CANF News & Events

Can-Fite BioPharma announced that its veterinary partner Vetbiolix has completed enrollment in a Phase 2 study of Piclidenoson for the treatment of osteoarthritis in dogs. Vetbiolix, Can-Fite's veterinary commercialization partner, is funding all development costs associated with the registration of Piclidenoson for osteoarthritis in companion animals. Vetbiolix has exercised its option to enter into a full licensing agreement with Can-Fite and is responsible for all development and regulatory activities. Under the agreement, Can-Fite is entitled to receive upfront, milestone, and royalty payments, representing projected revenues of up to $325M over the next decade, subject to successful development and commercialization.
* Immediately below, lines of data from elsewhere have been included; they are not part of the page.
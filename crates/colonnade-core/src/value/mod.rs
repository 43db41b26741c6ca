mod compare;
mod float;

#[cfg(test)]
mod tests;

use serde::{Deserialize, Serialize};
use std::{cmp::Ordering, fmt};

// re-exports
pub use float::{Float64, Float64Error};

///
/// Value
///
/// Closed set of cell values. `Na` is the "not available" sentinel: an
/// ordinary value distinct from every domain value and equal only to
/// itself. It participates in keys and trie paths like any other value.
///

#[remain::sorted]
#[derive(Clone, Debug, Deserialize, Eq, Hash, PartialEq, Serialize)]
pub enum Value {
    Bool(bool),
    Float(Float64),
    Int(i64),
    Na,
    Text(String),
}

impl Value {
    /// Returns true if the value is the NA sentinel.
    #[must_use]
    pub const fn is_na(&self) -> bool {
        matches!(self, Self::Na)
    }

    /// Kind of a non-NA value; `Na` carries no kind of its own.
    #[must_use]
    pub const fn kind(&self) -> Option<ValueKind> {
        match self {
            Self::Bool(_) => Some(ValueKind::Bool),
            Self::Float(_) => Some(ValueKind::Float),
            Self::Int(_) => Some(ValueKind::Int),
            Self::Na => None,
            Self::Text(_) => Some(ValueKind::Text),
        }
    }

    /// Returns true if the value may live in a column of `kind`.
    /// NA is admitted everywhere.
    #[must_use]
    pub fn matches_kind(&self, kind: ValueKind) -> bool {
        match self.kind() {
            Some(own) => own == kind,
            None => true,
        }
    }

    /// Numeric view for interval queries; `None` for non-numeric values.
    #[expect(clippy::cast_precision_loss)]
    #[must_use]
    pub fn as_f64(&self) -> Option<f64> {
        match self {
            Self::Float(f) => Some(f.get()),
            Self::Int(i) => Some(*i as f64),
            _ => None,
        }
    }

    #[must_use]
    pub const fn as_bool(&self) -> Option<bool> {
        if let Self::Bool(b) = self { Some(*b) } else { None }
    }

    #[must_use]
    pub const fn as_int(&self) -> Option<i64> {
        if let Self::Int(i) = self { Some(*i) } else { None }
    }

    #[must_use]
    pub const fn as_text(&self) -> Option<&str> {
        if let Self::Text(s) = self {
            Some(s.as_str())
        } else {
            None
        }
    }

}

impl Ord for Value {
    fn cmp(&self, other: &Self) -> Ordering {
        compare::canonical_cmp(self, other)
    }
}

impl PartialOrd for Value {
    fn partial_cmp(&self, other: &Self) -> Option<Ordering> {
        Some(self.cmp(other))
    }
}

impl fmt::Display for Value {
    fn fmt(&self, f: &mut fmt::Formatter<'_>) -> fmt::Result {
        match self {
            Self::Bool(b) => write!(f, "{b}"),
            Self::Float(x) => write!(f, "{x}"),
            Self::Int(i) => write!(f, "{i}"),
            Self::Na => write!(f, "NA"),
            Self::Text(s) => write!(f, "{s}"),
        }
    }
}

#[macro_export]
macro_rules! impl_value_from {
    ( $( $type:ty => $variant:ident ),* $(,)? ) => {
        $(
            impl From<$type> for Value {
                fn from(v: $type) -> Self {
                    Self::$variant(v.into())
                }
            }
        )*
    };
}

impl_value_from! {
    bool    => Bool,
    Float64 => Float,
    i8      => Int,
    i16     => Int,
    i32     => Int,
    i64     => Int,
    &str    => Text,
    String  => Text,
}

///
/// ValueKind
///
/// Declared type of a column; every non-NA cell of a column carries
/// exactly this kind.
///

#[remain::sorted]
#[derive(Clone, Copy, Debug, Deserialize, Eq, Hash, PartialEq, Serialize)]
pub enum ValueKind {
    Bool,
    Float,
    Int,
    Text,
}

impl ValueKind {
    /// Returns true for kinds that interval indices can consume.
    #[must_use]
    pub const fn is_numeric(self) -> bool {
        matches!(self, Self::Float | Self::Int)
    }
}

impl fmt::Display for ValueKind {
    fn fmt(&self, f: &mut fmt::Formatter<'_>) -> fmt::Result {
        let label = match self {
            Self::Bool => "bool",
            Self::Float => "float",
            Self::Int => "int",
            Self::Text => "text",
        };
        write!(f, "{label}")
    }
}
Can-Fite BioPharma announced that the Israeli Patent Office has allowed its patent application No. 284463, titled "An A3 Adenosine Receptor Ligand for Use for Achieving a Fat Loss Effect." The allowed patent covers the use of A3 adenosine receptor agonists, including the Company's lead drug candidate Namodenoson, for inducing fat loss and treating obesity and related metabolic disorders. This allowance represents a key addition to Can-Fite's expanding global intellectual property portfolio around Namodenoson's anti-obesity activity and follows similar patent advancements in other major jurisdictions including the US, Canada and Australia, strengthening the Company's worldwide protection strategy. Recently the technology granted scientific recognition upon coming up with a breakthrough publication of peer-reviewed study in the International Journal of Obesity, demonstrating the anti-obesity effect of namodenoson

Can-Fite BioPharma announced results from its Phase IIa open-label study evaluating namodenoson in patients with advanced pancreatic ductal adenocarcinoma who had progressed following prior systemic therapies. The study met its primary endpoint, which was safety, demonstrating that namodenoson was very well tolerated in this heavily pretreated patient population. No new safety signals were identified, and the safety profile was consistent with the known clinical experience of namodenoson in other oncological diseases. The study enrolled 20 patients with advanced PDAC who had received one or more prior lines of therapy. Patients represented a high-risk population, including individuals with varying performance status and advanced metastatic disease. Secondary endpoints included overall survival and progression-free survival. Survival follow-up remains ongoing, with 1/3 of patients currently alive at the time of data cut-off. As follow-up continues, survival outcomes are expected to further mature and will be announced during upcoming scientific meetings.Namodenoson is a highly selective A3 adenosine receptor agonist, which has shown a compelling safety profile and demonstrated anti-tumor activity in preclinical pancreatic cancer models. The drug is also being evaluated in clinical trials for advanced liver cancer. Namodenoson has received Orphan Drug Designation from the U.S. Food and Drug Administration for the treatment of pancreatic cancer.